On stage last summer at Madison Square Garden, Eddie Vedder told a story. The Pearl Jam singer had recently been in a coffee shop, when he saw something unfamiliar for sale: a plastic MusicPass card that allowed its owner to download an album in MP3 form. Vedder, a longtime vinyl booster, was appalled. The difference between buying music the old-fashioned way and through these newfangled means, he declared, was "like the difference between making love to a real woman and a plastic one."
This spring, Pearl Jam commemorated its 1991 debut, Ten, with a Caligula-grade orgy. The Ten "Super Deluxe Edition" reissue consists of two CDs, a DVD, a cassette, a replica of Vedder's Ten-era composition notebook, and various memorabilia. The whole bundle costs $200 (if you want to get in touch with your inner disaffected teen, it helps to have a grownup's discretionary income), and it's packaged in a weighty black box—a Space Odyssey monolith that encourages backward leaps in technology.
This is the proudly out-of-step Pearl Jam we've always known: The band that refused to make music videos in its early '90s heyday, dismissing them as marketing-minded distractions; the band that led a campaign against Ticketmaster and its fan-unfriendly practices; the band that has always insisted that its albums be sold on vinyl in addition to compact disc; the band that has officially released somewhere in the neighborhood of 258 "bootleg" live CDs, convinced that a group and its audience never commune so purely as at a concert.

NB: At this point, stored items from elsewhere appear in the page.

//! Health check endpoint

use axum::{extract::State, routing::get, Json, Router};
use chrono::Utc;
use serde::Serialize;

use crate::AppState;

#[derive(Debug, Serialize)]
pub struct HealthResponse {
    pub status: String,
    pub module: String,
    pub version: String,
    pub uptime_seconds: u64,
}

/// GET /health
///
/// Plain JSON, outside the response envelope.
pub async fn health_check(State(state): State<AppState>) -> Json<HealthResponse> {
    let uptime = Utc::now().signed_duration_since(state.startup_time);

    Json(HealthResponse {
        status: "ok".to_string(),
        module: "apr-svc".to_string(),
        version: env!("CARGO_PKG_VERSION").to_string(),
        uptime_seconds: uptime.num_seconds().max(0) as u64,
    })
}

pub fn health_routes() -> Router<AppState> {
    Router::new().route("/health", get(health_check))
}
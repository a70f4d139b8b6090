//! Record store queries
//!
//! Reads take the pool; writes take a connection so callers can group them
//! into one transaction.

pub mod report_master;
pub mod settings;
pub mod tasks;

use apr_common::{Error, Result};
use sqlx::{Sqlite, SqlitePool, Transaction};
use uuid::Uuid;

/// Open a transaction that takes the write lock up front
///
/// A deferred transaction that reads before writing cannot wait on a
/// concurrent writer; SQLite reports SQLITE_BUSY at the upgrade instead.
pub async fn begin_immediate(db: &SqlitePool) -> Result<Transaction<'static, Sqlite>> {
    Ok(db.begin_with("BEGIN IMMEDIATE").await?)
}

/// Parse a TEXT uuid column
pub(crate) fn parse_uuid(value: &str) -> Result<Uuid> {
    Uuid::parse_str(value).map_err(|e| Error::Internal(format!("Invalid uuid '{}': {}", value, e)))
}
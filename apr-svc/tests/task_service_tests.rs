//! Task service integration tests against in-memory and file databases

use apr_common::db::{connect_readonly, init_database, init_memory_database};
use apr_svc::db::{report_master, tasks};
use apr_svc::models::{ReportKey, SaveTasksRequest, Setting, TaskDetailPatch, TaskEntry};
use apr_svc::services::{Actor, SettingService, TaskService};
use apr_svc::{Resource, ServiceError};
use sqlx::SqlitePool;
use std::time::Duration;
use uuid::Uuid;

fn key(program_id: i64, academic_year: i32) -> ReportKey {
    ReportKey {
        program_id,
        department_id: "CS".to_string(),
        college_id: "ENG".to_string(),
        academic_year,
    }
}

fn entry(section_id: i64, responsible: &str) -> TaskEntry {
    TaskEntry {
        id: None,
        responsible: Some(responsible.to_string()),
        section_id,
        active: true,
        created_by: None,
        creation_datetime: None,
        updated_by: None,
        update_datetime: None,
    }
}

fn alice() -> Actor {
    Actor::new("alice")
}

/// Create one setting for tasks to reference
async fn seed_section(pool: &SqlitePool) -> i64 {
    let saved = SettingService::new(pool.clone())
        .save(
            vec![Setting {
                id: None,
                section_name: "Program Statistics".to_string(),
                description: None,
                display_order: Some(1),
                active: true,
                created_by: None,
                creation_datetime: None,
                updated_by: None,
                update_datetime: None,
            }],
            &alice(),
        )
        .await
        .unwrap();
    saved[0].id.unwrap()
}

async fn setup() -> (SqlitePool, TaskService, i64) {
    let pool = init_memory_database().await.unwrap();
    let section = seed_section(&pool).await;
    (pool.clone(), TaskService::new(pool), section)
}

#[tokio::test]
async fn test_save_returns_one_group_with_assigned_ids() {
    let (_pool, service, section) = setup().await;

    let groups = service
        .save(
            SaveTasksRequest {
                key: key(1, 2024),
                tasks: vec![entry(section, "Dean"), entry(section, "Chair")],
            },
            &alice(),
        )
        .await
        .unwrap();

    assert_eq!(groups.len(), 1);
    assert_eq!(groups[0].key, key(1, 2024));
    assert_eq!(groups[0].tasks.len(), 2);
    assert!(groups[0].tasks.iter().all(|t| t.id.is_some()));
    assert!(groups[0]
        .tasks
        .iter()
        .all(|t| t.created_by.as_deref() == Some("alice") && t.creation_datetime.is_some()));
    assert!(groups[0].tasks.iter().all(|t| t.updated_by.is_none()));
}

#[tokio::test]
async fn test_two_saves_with_same_key_share_one_report_master() {
    let (pool, service, section) = setup().await;

    let first = service
        .save(
            SaveTasksRequest {
                key: key(1, 2024),
                tasks: vec![entry(section, "Dean")],
            },
            &alice(),
        )
        .await
        .unwrap();
    let second = service
        .save(
            SaveTasksRequest {
                key: key(1, 2024),
                tasks: vec![entry(section, "Chair")],
            },
            &Actor::new("bob"),
        )
        .await
        .unwrap();

    assert_eq!(first[0].report_id, second[0].report_id);
    assert_eq!(report_master::count(&pool).await.unwrap(), 1);

    let all = service.list().await.unwrap();
    assert_eq!(all.len(), 1);
    assert_eq!(all[0].tasks.len(), 2);
}

#[tokio::test]
async fn test_list_groups_by_key() {
    let (_pool, service, section) = setup().await;

    for (program, year) in [(1, 2024), (2, 2024), (1, 2024)] {
        service
            .save(
                SaveTasksRequest {
                    key: key(program, year),
                    tasks: vec![entry(section, "Dean")],
                },
                &alice(),
            )
            .await
            .unwrap();
    }

    let groups = service.list().await.unwrap();

    assert_eq!(groups.len(), 2);
    assert_eq!(groups[0].key, key(1, 2024));
    assert_eq!(groups[0].tasks.len(), 2);
    assert_eq!(groups[1].key, key(2, 2024));
    assert_eq!(groups[1].tasks.len(), 1);
}

#[tokio::test]
async fn test_list_of_empty_store_is_empty() {
    let (_pool, service, _section) = setup().await;
    assert!(service.list().await.unwrap().is_empty());
}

Less familiar is the Pearl Jam behind Backspacer, the band's ninth studio album, which will be released later this month. Surprise No. 1: This time around, fans will commune with the record exclusively at Target stores (as well as certain independently owned record shops and a Target-sanctioned section of the iTunes store), thanks to a highly un-grungey partnership with the big-box chain. * Surprise No. 2: In another corporate tie-in, Verizon is making snippets of the album available as promotional, pre-release ringtones. Surprise No. 3: "The Fixer," Backspacer's lead single, is fantastic—by far the most exciting track the band has released in years. This might be the biggest surprise of the bunch. A band's ninth album (or, counting the official bootlegs, its 267th) isn't the first place you go looking for a shot in the arm.

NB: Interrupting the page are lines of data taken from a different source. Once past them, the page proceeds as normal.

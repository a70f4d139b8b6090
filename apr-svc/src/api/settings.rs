//! Report setting endpoints

use apr_common::api::BusinessCode;
use axum::{
    extract::{
        rejection::{JsonRejection, PathRejection, QueryRejection},
        Path, Query, State,
    },
    routing::get,
    Json, Router,
};

use super::context::RequestContext;
use super::IdsQuery;
use super::response::ApiResult;
use crate::models::{Setting, SettingPatch};
use crate::AppState;

/// GET /api/v1/apr/settings
pub async fn list_settings(
    ctx: RequestContext,
    State(state): State<AppState>,
) -> ApiResult<Vec<Setting>> {
    let settings = state.settings.list().await.map_err(|e| ctx.fail(e))?;
    Ok(ctx.ok(BusinessCode::SettingListSuccess, settings))
}

/// POST /api/v1/apr/settings
///
/// Body is a JSON array of settings.
pub async fn create_settings(
    ctx: RequestContext,
    State(state): State<AppState>,
    payload: Result<Json<Vec<Setting>>, JsonRejection>,
) -> ApiResult<Vec<Setting>> {
    let actor = ctx.require_actor()?;
    let Json(settings) = payload.map_err(|e| ctx.invalid(e.body_text()))?;

    let saved = state.settings.save(settings, &actor).await.map_err(|e| ctx.fail(e))?;
    Ok(ctx.ok(BusinessCode::SettingCreateSuccess, saved))
}

/// GET /api/v1/apr/settings/:id
pub async fn get_setting(
    ctx: RequestContext,
    State(state): State<AppState>,
    id: Result<Path<i64>, PathRejection>,
) -> ApiResult<Setting> {
    let Path(id) = id.map_err(|e| ctx.invalid(e.body_text()))?;

    let setting = state.settings.get(id).await.map_err(|e| ctx.fail(e))?;
    Ok(ctx.ok(BusinessCode::SettingGetSuccess, setting))
}

/// PUT /api/v1/apr/settings/:id
pub async fn update_setting(
    ctx: RequestContext,
    State(state): State<AppState>,
    id: Result<Path<i64>, PathRejection>,
    payload: Result<Json<SettingPatch>, JsonRejection>,
) -> ApiResult<Setting> {
    let Path(id) = id.map_err(|e| ctx.invalid(e.body_text()))?;
    let actor = ctx.require_actor()?;
    let Json(patch) = payload.map_err(|e| ctx.invalid(e.body_text()))?;

    let setting = state
        .settings
        .update(id, patch, &actor)
        .await
        .map_err(|e| ctx.fail(e))?;
    Ok(ctx.ok(BusinessCode::SettingUpdateSuccess, setting))
}

/// DELETE /api/v1/apr/settings?ids=1,2
pub async fn delete_settings(
    ctx: RequestContext,
    State(state): State<AppState>,
    query: Result<Query<IdsQuery>, QueryRejection>,
) -> ApiResult<()> {
    let Query(query) = query.map_err(|e| ctx.invalid(e.body_text()))?;
    let ids = query.parse().map_err(|e| ctx.invalid(e))?;

    state
        .settings
        .delete(&ids, ctx.actor().as_ref())
        .await
        .map_err(|e| ctx.fail(e))?;
    Ok(ctx.ok(BusinessCode::SettingDeleteSuccess, ()))
}

pub fn setting_routes() -> Router<AppState> {
    Router::new()
        .route(
            "/api/v1/apr/settings",
            get(list_settings).post(create_settings).delete(delete_settings),
        )
        .route("/api/v1/apr/settings/:id", get(get_setting).put(update_setting))
}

In 1994, Pearl Jam released Vitalogy, its third album and the last one to earn multi-platinum certification. After that, millions of fickle teenage obsessives (this writer included) started to jump ship, leaving behind the sorts of diehards who can debate knowledgeably and passionately about which bootlegged performance of "Yellow Ledbetter" boasts Mike McCready's finest fretwork.

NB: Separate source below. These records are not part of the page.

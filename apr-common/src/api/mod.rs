//! Business codes and localized messages shared by APR services
//!
//! Pure lookups only; HTTP envelopes are built by each service.

pub mod codes;
pub mod messages;

pub use codes::BusinessCode;
pub use messages::{Locale, MessageCatalog};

The three albums that followed Vitalogy— No Code, Yield, and Binaural—were full of left-field experiments into sun-baked spiritualism ("Who You Are," "Given to Fly"), long, scorched dirges masquerading as singles ("Nothing as It Seems"), and ugly, rambling blues-jams ("Red Mosquito"). There were still lovely moments, and the best of these were the quietest. It was a better-than-respectable way for a band to grow older, but nothing to get revved up about. When Vedder did get revved up, it was on unmemorable political material: the Bush-bashing Riot Act from 2002, the howling war protest "Worldwide Suicide" from 2006.
Vedder, 45, has always had something of the would-be shepherd to him. Ten's lyrics were full of troubled adolescents whom the singer sought to champion and protect, an impulse that carried through to later songs about mistreated women, victims of racial profiling, and Iraq War veterans.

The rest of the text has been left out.